河堤缺口處,有不少日軍士兵忙忙碌碌填補缺口,這些人是日軍緊急從桐城調來的中樹誠一大佐和他的第六工兵聯隊。
負責保護工兵聯隊的日軍部隊是高橋良大佐的臺灣第二步兵聯隊,這個聯隊在安慶被川軍和金陵獨立旅前後打掉一千四百人,從一個滿員精銳的聯隊變成一個只有不到兩千戰鬥人員的“袖珍聯隊”。
按照波田重一中將的意思,‘支那軍主力不是潰敗就是在懷寧縣城,安慶機場是不會有支那大部隊來襲的!’
確實也不可能會有大部隊來襲,肖柏帶過來的一共才一千三百多人,只不過這一千三百多人都是精銳!
天色暗了下來,機場附近丘陵上的樹林中突然出現一羣人影。這些人就是肖柏帶領的襲擊部隊,每個戰士身上都披着雜草枝葉,頭上戴着用樹枝和雜草編成的僞裝帽,精心的僞裝使得即便是十多米之外的人們也很難發現他們。
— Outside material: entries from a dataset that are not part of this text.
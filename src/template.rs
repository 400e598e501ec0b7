use crate::directive::{ArgValue, DirectiveBlock, DirectiveKind, parse_args};
use crate::error::{QuillError, Result};
use crate::fs_utils::{read_file_contents, resolve_include};
use crate::highlight::Highlighter;
use regex::Regex;
use std::collections::HashMap;
use std::path::PathBuf;
use tracing::debug;

/// How deep `{% include %}` may nest before we assume a cycle
pub const DEFAULT_MAX_INCLUDE_DEPTH: usize = 16;

/// `{{ variable }}`, `{% statement %}` or `{# comment #}`
const TAG_PATTERN: &str = r"(?s)\{\{(.*?)\}\}|\{%(.*?)%\}|\{#.*?#\}";

/// Values for `{{ variable }}` substitution
pub type Variables = HashMap<String, String>;

/// Configuration for template expansion
#[derive(Debug, Clone)]
pub struct ExpanderConfig {
    /// Directive kinds recognised in templates
    pub directives: Vec<DirectiveKind>,
    /// Directories searched, in order, by `{% include %}`
    pub include_dirs: Vec<PathBuf>,
    /// Syntax highlighter used by `code` directives
    pub highlighter: Highlighter,
    /// Maximum nesting of includes
    pub max_include_depth: usize,
}

impl Default for ExpanderConfig {
    fn default() -> Self {
        Self {
            directives: DirectiveKind::ALL.to_vec(),
            include_dirs: Vec::new(),
            highlighter: Highlighter::new(),
            max_include_depth: DEFAULT_MAX_INCLUDE_DEPTH,
        }
    }
}

impl ExpanderConfig {
    #[must_use]
    pub fn with_include_dirs(include_dirs: Vec<PathBuf>) -> Self {
        Self {
            include_dirs,
            ..Self::default()
        }
    }

    fn directive(&self, tag: &str) -> Option<DirectiveKind> {
        DirectiveKind::from_tag(tag).filter(|kind| self.directives.contains(kind))
    }
}

#[derive(Debug, Clone, Copy, PartialEq, Eq)]
pub enum TagKind {
    Variable,
    Statement,
    Comment,
}

/// A tag found in a template
#[derive(Debug, Clone, PartialEq, Eq)]
pub struct TemplateTag {
    pub kind: TagKind,
    /// Text between the delimiters, trimmed
    pub content: String,
    /// Starting byte offset in the template
    pub start: usize,
    /// Ending byte offset in the template
    pub end: usize,
    /// 1-based line of the opening delimiter
    pub line: usize,
}

impl TemplateTag {
    /// Tag name and argument text of a statement
    fn statement(&self) -> (&str, &str) {
        self.content
            .split_once(char::is_whitespace)
            .map_or((self.content.as_str(), ""), |(name, rest)| {
                (name, rest.trim())
            })
    }
}

/// Piece of a directive body
#[derive(Debug, Clone, PartialEq, Eq)]
pub enum Segment {
    Text(String),
    Variable(String),
}

/// Parsed template element, executed in order
#[derive(Debug, Clone, PartialEq, Eq)]
pub enum Node {
    Text(String),
    Variable { name: String, line: usize },
    Include { name: String, line: usize },
    Directive(DirectiveBlock),
}

/// Finds all tags in the given text
///
/// # Errors
///
/// Returns `QuillError::Regex` if there's an error compiling the regex pattern.
pub fn find_tags(template: &str) -> Result<Vec<TemplateTag>> {
    let pattern = Regex::new(TAG_PATTERN)?;
    let mut tags = Vec::new();
    let mut line = 1;
    let mut counted = 0;

    for capture in pattern.captures_iter(template) {
        let Some(full_match) = capture.get(0) else {
            continue;
        };
        line += template[counted..full_match.start()].matches('\n').count();
        counted = full_match.start();

        let (kind, content) = if let Some(variable) = capture.get(1) {
            (TagKind::Variable, variable.as_str().trim())
        } else if let Some(statement) = capture.get(2) {
            (TagKind::Statement, statement.as_str().trim())
        } else {
            (TagKind::Comment, "")
        };

        tags.push(TemplateTag {
            kind,
            content: content.to_string(),
            start: full_match.start(),
            end: full_match.end(),
            line,
        });
    }

    Ok(tags)
}

enum Token<'a> {
    Text(&'a str),
    Tag(TemplateTag),
}

fn tokenize(template: &str) -> Result<Vec<Token<'_>>> {
    let tags = find_tags(template)?;
    let mut tokens = Vec::with_capacity(tags.len() * 2 + 1);
    let mut cursor = 0;

    for tag in tags {
        if tag.start > cursor {
            tokens.push(Token::Text(&template[cursor..tag.start]));
        }
        cursor = tag.end;
        tokens.push(Token::Tag(tag));
    }
    if cursor < template.len() {
        tokens.push(Token::Text(&template[cursor..]));
    }

    Ok(tokens)
}

fn parse_error(line: usize, message: impl Into<String>) -> QuillError {
    QuillError::TemplateParse {
        line,
        message: message.into(),
    }
}

fn variable_name(tag: &TemplateTag) -> Result<String> {
    let name = tag.content.as_str();
    let valid = name
        .chars()
        .next()
        .is_some_and(|c| c.is_alphabetic() || c == '_')
        && name.chars().all(|c| c.is_alphanumeric() || c == '_');

    if valid {
        Ok(name.to_string())
    } else {
        Err(parse_error(
            tag.line,
            format!("`{{{{ {name} }}}}` is not a variable name"),
        ))
    }
}

fn include_name(arguments: &str, line: usize) -> Result<String> {
    let values = parse_args(arguments).map_err(|message| parse_error(line, message))?;
    match values.as_slice() {
        [ArgValue::Str(name)] => Ok(name.clone()),
        _ => Err(parse_error(
            line,
            "`include` takes one quoted template name",
        )),
    }
}

/// Literal text up to the matching `{% endraw %}`
fn raw_text<'a>(
    template: &str,
    tokens: &mut impl Iterator<Item = Token<'a>>,
    open: &TemplateTag,
) -> Result<String> {
    for token in tokens {
        if let Token::Tag(tag) = token
            && tag.kind == TagKind::Statement
            && tag.statement() == ("endraw", "")
        {
            return Ok(template[open.end..tag.start].to_string());
        }
    }
    Err(parse_error(open.line, "unclosed `raw` block"))
}

/// Collects a directive body up to its closing tag. Only text, variables,
/// comments and raw blocks may appear inside.
fn directive_body<'a>(
    template: &str,
    tokens: &mut impl Iterator<Item = Token<'a>>,
    kind: DirectiveKind,
    line: usize,
) -> Result<Vec<Segment>> {
    let mut body = Vec::new();

    while let Some(token) = tokens.next() {
        let tag = match token {
            Token::Text(text) => {
                body.push(Segment::Text(text.to_string()));
                continue;
            }
            Token::Tag(tag) => tag,
        };

        match tag.kind {
            TagKind::Comment => {}
            TagKind::Variable => body.push(Segment::Variable(variable_name(&tag)?)),
            TagKind::Statement => match tag.statement() {
                (name, "") if name == kind.end_tag() => return Ok(body),
                ("raw", "") => body.push(Segment::Text(raw_text(template, tokens, &tag)?)),
                (name, _) => {
                    return Err(parse_error(
                        tag.line,
                        format!(
                            "`{name}` inside the `{}` directive opened on line {line}: \
                             directive bodies may only hold text and variables",
                            kind.tag()
                        ),
                    ));
                }
            },
        }
    }

    Err(parse_error(
        line,
        format!(
            "unclosed `{}` directive (expected `{{% {} %}}`)",
            kind.tag(),
            kind.end_tag()
        ),
    ))
}

/// Parses a whole template without executing anything.
///
/// # Errors
///
/// - `QuillError::TemplateParse` for unknown tags, bad arguments, unclosed or
///   nested directives.
/// - `QuillError::UnknownLanguage` for a `code` block with an unsupported
///   language.
pub fn parse(template: &str, config: &ExpanderConfig) -> Result<Vec<Node>> {
    let mut tokens = tokenize(template)?.into_iter();
    let mut nodes = Vec::new();

    while let Some(token) = tokens.next() {
        let tag = match token {
            Token::Text(text) => {
                nodes.push(Node::Text(text.to_string()));
                continue;
            }
            Token::Tag(tag) => tag,
        };

        match tag.kind {
            TagKind::Comment => {}
            TagKind::Variable => nodes.push(Node::Variable {
                name: variable_name(&tag)?,
                line: tag.line,
            }),
            TagKind::Statement => {
                let (name, arguments) = tag.statement();
                if name == "include" {
                    nodes.push(Node::Include {
                        name: include_name(arguments, tag.line)?,
                        line: tag.line,
                    });
                } else if name == "raw" && arguments.is_empty() {
                    nodes.push(Node::Text(raw_text(template, &mut tokens, &tag)?));
                } else if let Some(kind) = config.directive(name) {
                    let directive = kind.parse_invocation(arguments, tag.line, config)?;
                    let body = directive_body(template, &mut tokens, kind, tag.line)?;
                    nodes.push(Node::Directive(DirectiveBlock {
                        directive,
                        body,
                        line: tag.line,
                    }));
                } else if let Some(kind) = DirectiveKind::from_end_tag(name) {
                    return Err(parse_error(
                        tag.line,
                        format!("`{name}` without an open `{}` directive", kind.tag()),
                    ));
                } else {
                    return Err(parse_error(tag.line, format!("unknown tag `{name}`")));
                }
            }
        }
    }

    Ok(nodes)
}

fn lookup<'v>(variables: &'v Variables, name: &str) -> &'v str {
    match variables.get(name) {
        Some(value) => value,
        None => {
            debug!(name, "undefined template variable renders empty");
            ""
        }
    }
}

pub(crate) fn render_segments(segments: &[Segment], variables: &Variables) -> String {
    segments
        .iter()
        .map(|segment| match segment {
            Segment::Text(text) => text.as_str(),
            Segment::Variable(name) => lookup(variables, name),
        })
        .collect()
}

/// Expands a template: substitutes variables, resolves includes and runs
/// directives strictly in the order they appear.
///
/// The whole template is parsed before anything runs, and any failure
/// discards the output built so far.
///
/// # Errors
///
/// Returns parse errors from [`parse`], `QuillError::TemplateNotFound` for
/// unresolved includes, and whatever a directive reports.
pub fn expand(template: &str, variables: &Variables, config: &ExpanderConfig) -> Result<String> {
    expand_at_depth(template, variables, config, 0)
}

fn expand_at_depth(
    template: &str,
    variables: &Variables,
    config: &ExpanderConfig,
    depth: usize,
) -> Result<String> {
    let nodes = parse(template, config)?;
    debug!(nodes = nodes.len(), depth, "expanding template");

    let mut output = String::with_capacity(template.len());
    for node in &nodes {
        match node {
            Node::Text(text) => output.push_str(text),
            Node::Variable { name, .. } => output.push_str(lookup(variables, name)),
            Node::Include { name, line } => {
                if depth >= config.max_include_depth {
                    return Err(parse_error(
                        *line,
                        format!(
                            "includes nested deeper than {} levels at `{name}`",
                            config.max_include_depth
                        ),
                    ));
                }
                let path = resolve_include(name, &config.include_dirs)?;
                debug!(name, path = %path.display(), "including template");
                let source = read_file_contents(&path)?;
                let included = expand_at_depth(&source, variables, config, depth + 1)
                    .map_err(|e| e.in_file(&path))?;
                output.push_str(&included);
            }
            Node::Directive(block) => output.push_str(&block.execute(variables, config)?),
        }
    }

    Ok(output)
}
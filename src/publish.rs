//! Create-or-update of a rendered post on a blog service.

use crate::assemble::RenderedArtifact;
use crate::blogger::{Blog, BlogService, PostHandle};
use crate::error::{QuillError, Result};
use tracing::debug;

/// What to do with a rendered post
#[derive(Debug, Clone, Copy)]
pub struct PublishOptions<'a> {
    /// Title of the destination blog
    pub blog: &'a str,
    pub draft: bool,
    /// Replace a single existing post with the same title
    pub update: bool,
}

#[derive(Debug, Clone, PartialEq, Eq)]
pub enum PublishOutcome {
    Created(PostHandle),
    Updated(PostHandle),
}

/// Finds a blog by its title.
///
/// # Errors
///
/// Returns `QuillError::BlogNotFound` if no blog has that title.
pub fn find_blog<S: BlogService + ?Sized>(service: &S, title: &str) -> Result<Blog> {
    service
        .list_blogs()?
        .into_iter()
        .find(|blog| blog.title == title)
        .ok_or_else(|| QuillError::BlogNotFound {
            title: title.to_string(),
        })
}

/// What [`publish`] is about to do
#[derive(Debug, Clone, PartialEq, Eq)]
pub enum PublishAction {
    Create { blog_id: String },
    Update(PostHandle),
}

/// Decides between creating a post titled `title` and updating the one
/// that already carries it.
///
/// # Errors
///
/// - `QuillError::BlogNotFound` if the blog doesn't exist.
/// - `QuillError::DuplicatePost` if posts with the title exist and updating
///   isn't allowed, or more than one exists.
/// - Service errors.
pub fn plan<S: BlogService + ?Sized>(
    service: &S,
    title: &str,
    options: PublishOptions<'_>,
) -> Result<PublishAction> {
    let blog = find_blog(service, options.blog)?;
    let existing = service.list_posts(&blog.id, Some(title))?;
    debug!(blog = %blog.id, title, existing = existing.len(), "checked for existing posts");

    match existing.as_slice() {
        [] => Ok(PublishAction::Create { blog_id: blog.id }),
        [post] if options.update => Ok(PublishAction::Update(post.handle.clone())),
        posts => Err(QuillError::DuplicatePost {
            title: title.to_string(),
            count: posts.len(),
        }),
    }
}

/// Carries out a planned action for `artifact`.
///
/// # Errors
///
/// `QuillError::MissingTitle` if the artifact has no title, or service
/// errors.
pub fn apply<S: BlogService + ?Sized>(
    service: &S,
    action: PublishAction,
    artifact: &RenderedArtifact,
    draft: bool,
) -> Result<PublishOutcome> {
    let title = artifact.title().ok_or(QuillError::MissingTitle)?;
    match action {
        PublishAction::Create { blog_id } => service
            .create_post(&blog_id, title, &artifact.body, draft)
            .map(PublishOutcome::Created),
        PublishAction::Update(handle) => service
            .update_post(&handle, Some(title), Some(&artifact.body), Some(draft))
            .map(PublishOutcome::Updated),
    }
}

/// Posts `artifact`, or updates the one post that already carries its title
/// when `options.update` is set.
///
/// # Errors
///
/// `QuillError::MissingTitle` if the artifact has no title, otherwise the
/// errors of [`plan`] and [`apply`].
pub fn publish<S: BlogService + ?Sized>(
    service: &S,
    artifact: &RenderedArtifact,
    options: PublishOptions<'_>,
) -> Result<PublishOutcome> {
    let title = artifact.title().ok_or(QuillError::MissingTitle)?;
    let action = plan(service, title, options)?;
    apply(service, action, artifact, options.draft)
}
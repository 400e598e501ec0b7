//! Newline stripping for platforms that turn every newline into `<br />`.
//!
//! Text inside `<pre>` and `<code>` regions is kept byte for byte; newlines
//! everywhere else are deleted.

use crate::error::{QuillError, Result};
use regex::Regex;
use tracing::debug;

/// Opening or closing `pre`/`code` tag. `.` stops at line ends, so a tag
/// spread over several lines is not a marker.
const MARKER_PATTERN: &str = r"<pre(?:\s.*?)?>|</pre>|<code(?:\s.*?)?>|</code>";

/// Preformatted regions open at the current scan position
#[derive(Debug, Default)]
struct ScanSpan<'a> {
    open: Vec<&'a str>,
}

impl<'a> ScanSpan<'a> {
    fn is_preformatted(&self) -> bool {
        !self.open.is_empty()
    }

    fn enter(&mut self, tag: &'a str) {
        self.open.push(tag);
    }

    fn leave(&mut self, tag: &str, position: usize) -> Result<()> {
        self.open
            .pop()
            .map(|_| ())
            .ok_or_else(|| QuillError::UnbalancedMarkup {
                tag: tag.to_string(),
                position,
            })
    }
}

/// Removes newlines outside of preformatted regions.
///
/// # Errors
///
/// Returns `QuillError::UnbalancedMarkup` when a closing tag appears with
/// no region open.
pub fn normalize(html: &str) -> Result<String> {
    let markers = Regex::new(MARKER_PATTERN)?;
    let mut span = ScanSpan::default();
    let mut output = String::with_capacity(html.len());
    let mut cursor = 0;

    for marker in markers.find_iter(html) {
        push_chunk(&mut output, &html[cursor..marker.start()], &span);

        let tag = marker.as_str();
        output.push_str(tag);
        if tag.starts_with("</") {
            span.leave(tag, marker.start())?;
        } else {
            span.enter(tag);
        }
        cursor = marker.end();
    }
    push_chunk(&mut output, &html[cursor..], &span);

    if span.is_preformatted() {
        debug!(open = ?span.open, "preformatted regions left open at end of document");
    }

    Ok(output)
}

fn push_chunk(output: &mut String, chunk: &str, span: &ScanSpan<'_>) {
    if span.is_preformatted() {
        output.push_str(chunk);
    } else {
        output.extend(chunk.chars().filter(|&c| c != '\n'));
    }
}
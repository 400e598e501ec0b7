//! Source document → normalized HTML.

use crate::document::{HeaderMap, split};
use crate::error::Result;
use crate::fs_utils::read_file_contents;
use crate::normalize::normalize;
use crate::template::{ExpanderConfig, Variables, expand};
use std::path::Path;
use tracing::debug;

/// Headers and rendered, normalized body of a source document
#[derive(Debug, Clone, PartialEq, Eq)]
pub struct RenderedDocument {
    pub headers: HeaderMap,
    pub body: String,
}

/// Splits, expands and normalizes a source document.
///
/// # Errors
///
/// Any error from splitting, expansion or normalization; nothing is
/// rendered partially.
pub fn render_source(raw: &str, config: &ExpanderConfig) -> Result<RenderedDocument> {
    let (headers, body) = split(raw)?;
    debug!(headers = headers.len(), body_bytes = body.len(), "split source document");

    let expanded = expand(body, &Variables::new(), config)?;
    let body = normalize(&expanded)?;
    debug!(bytes = body.len(), "rendered body");

    Ok(RenderedDocument { headers, body })
}

/// Reads and renders a source file.
///
/// # Errors
///
/// Same as [`render_source`], plus read failures, each wrapped in
/// `QuillError::InFile` naming `path`.
pub fn render_file(path: &Path, config: &ExpanderConfig) -> Result<RenderedDocument> {
    debug!(path = %path.display(), "rendering source file");
    read_file_contents(path)
        .and_then(|raw| render_source(&raw, config))
        .map_err(|e| e.in_file(path))
}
早在行動開始之前,肖柏就對戰士們下了命令:“爲了保證進攻的突然性,我們要有足夠的耐心,像是剝洋蔥皮一樣,一層一層慢慢向裡面剝進去!直到最後再向敵人發起致命的一擊!”
攻擊部隊在樹林草叢中緩緩行進,突然前方不遠處出現一隊日軍巡邏兵。
‘注意隱蔽!’肖柏打着手勢命令擔任先頭部隊的特種兵戰士。
戰士們趴在草叢中,肖柏盯住這隊慢慢走近的日軍巡邏兵,他用手勢安排每一名戰士需要對付的敵人。等到日本人從特種兵戰士藏身的草叢前經過的時候,突然一批人影像彈簧一樣從草叢中躍起,一人按住一名日軍士兵,把他們掀翻在草叢中。
鋒利的匕首刺入日軍士兵心窩和咽喉,這一隊十三人的日軍巡邏兵在兩秒鐘之內就全部被天照大神拉回了懷抱中。
日軍還有不少暗哨隱藏在附近,可是肖柏對他們拙劣的僞裝術根本就看不上眼,這些日軍暗哨在肖柏眼裡就像是雪地裡的大便一樣醒目!
兩名躲藏在草叢中的日軍暗哨還未發現什麼情況,就被人用弩箭射穿了咽喉。一名藏在樹上的暗哨被弩箭手像是打麻雀一樣從樹上射下。
比較遠的地方還有一名暗哨進入肖柏眼中,他把一個土豆插在97式狙擊步槍上,瞄準了那個日軍暗哨。
“噗”一聲輕微的槍聲,那名暗哨頭上被子彈拉出一條血線,一頭仆倒在草叢中。
部隊繼續行進了不遠,前方又出現一隊巡邏隊,肖柏示意戰士們就地隱蔽,等待日本人從自己面前經過再行動。眼看着日本人就要走過來的時候,突然他們側面的草叢中跳出幾條人影,手中套着土豆當消音器的手槍發出一陣輕微急促的槍聲,“噗噗噗”又是一個小組的巡邏隊被無聲無息消滅。
連續幹掉幾個巡邏隊,肖柏他們漸漸靠近正在作業的日軍工兵。
‘狙擊手,對付那幾個機槍手和擲彈兵!這裡架上迫擊炮,這邊架上機槍,這邊佈置衝鋒槍手,注意我的命令!’肖柏打着手勢安排戰士們佈置攻擊行動。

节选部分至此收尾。